The island of Samos in Thraki is called Samotrake. It is the island of Lebbin that today is linked to the main island of Rügen in the south with a broad low isthmus.
Samsø is called Samse by Adam of Bremen and Samsø in the Danish Census Book (Danish: Kong Valdemars Jordebog) from 1231. The great southern island and the smaller northern island have more correct two names Samsa and Sampsø by Saxo, and Samsey and Sámsey in the Icelandic Edda literature.
The two-piece island Samsø is located west of the town Vindekille – Ithaca in the Odyssey. The south island is Same and the northern island is Samos with the 64 meters high Ballebjerg (Balle Hill). In the Stone Age the island Samsø was split into two completely separate islands, the hilly North Island and the slightly flatter South Island.
Land elevations and marine deposits have over the course of several millennia tied the two islands together to form one island – Samsø. Nowadays, they are separated by a silted drag that was dug out as a channel in the 9th century – Kanhavekanal (Kanhave Canal). The canal was used in the Viking age until the 12th century, but exists no longer. It connected Stavns Fjord to the east with the Belt Sea in the west.
The many hills and cliffs on the northern island are often referred to under the collective name Nordby Bakker (Nordby Hills). In the far North lies the protruding 49-meters-high cliff Issehoved (Isse Head).

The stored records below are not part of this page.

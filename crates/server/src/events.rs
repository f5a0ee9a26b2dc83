use chrono::{DateTime, Utc};
use flagforge_core::domain::{ChallengeId, UserEmail};
use tokio::sync::broadcast;

/// Published after every correct submission.
#[derive(Debug, Clone, PartialEq, Eq)]
pub struct SolveEvent {
    pub challenge_id: ChallengeId,
    pub challenge_title: String,
    pub user_email: UserEmail,
    pub points_awarded: u32,
    pub first_blood: bool,
    pub solved_at: DateTime<Utc>,
}

/// Fan-out of solve events over `tokio::broadcast`.
#[derive(Debug, Clone)]
pub struct SolveBroadcaster {
    sender: broadcast::Sender<SolveEvent>,
}

impl SolveBroadcaster {
    /// `capacity` is the broadcast queue length; slow subscribers lag past it.
    pub fn new(capacity: usize) -> Self {
        let (sender, _) = broadcast::channel(capacity.max(1));
        Self { sender }
    }

    /// Publishing with no subscribers is not an error.
    pub fn emit(&self, event: SolveEvent) {
        let _ = self.sender.send(event);
    }

    pub fn subscribe(&self) -> SolveStream {
        SolveStream {
            receiver: self.sender.subscribe(),
        }
    }
}

#[derive(Debug)]
pub struct SolveStream {
    receiver: broadcast::Receiver<SolveEvent>,
}

impl SolveStream {
    pub async fn recv(&mut self) -> Result<SolveEvent, broadcast::error::RecvError> {
        self.receiver.recv().await
    }

    pub fn try_recv(&mut self) -> Result<SolveEvent, broadcast::error::TryRecvError> {
        self.receiver.try_recv()
    }
}

#[cfg(test)]
mod tests {
    use super::*;

    fn event() -> SolveEvent {
        SolveEvent {
            challenge_id: ChallengeId::new(),
            challenge_title: "Warmup".to_string(),
            user_email: UserEmail::parse("a@x.com").expect("valid email"),
            points_awarded: 150,
            first_blood: true,
            solved_at: Utc::now(),
        }
    }

    #[test]
    fn subscribers_receive_emitted_events() {
        let broadcaster = SolveBroadcaster::new(8);
        let mut stream = broadcaster.subscribe();

        let sent = event();
        broadcaster.emit(sent.clone());

        assert_eq!(stream.try_recv().expect("event should be queued"), sent);
        assert!(stream.try_recv().is_err());
    }

    #[test]
    fn emitting_without_subscribers_is_silent() {
        let broadcaster = SolveBroadcaster::new(0);
        broadcaster.emit(event());
    }
}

Samsø covers 114 km2, the southern Same is approximately 94 km2 and the hilly northern island Samos has 20 km2. Today the northern island Samos has about 500 inhabitants, the southern island Same 3800 inhabitants. Same is five times greater than Samos and has seven times as many inhabitants. Samos in the north are not only smaller than the South Island, it is even more thinly populated.
This relationship was likely also so in the Bronze Age.
Same is mentioned seven times in the Odyssey and never because of natural conditions.
– All the best young men who rule the islands,
– Doulichion and wooded Zakynthos, and Same (Od.1-246).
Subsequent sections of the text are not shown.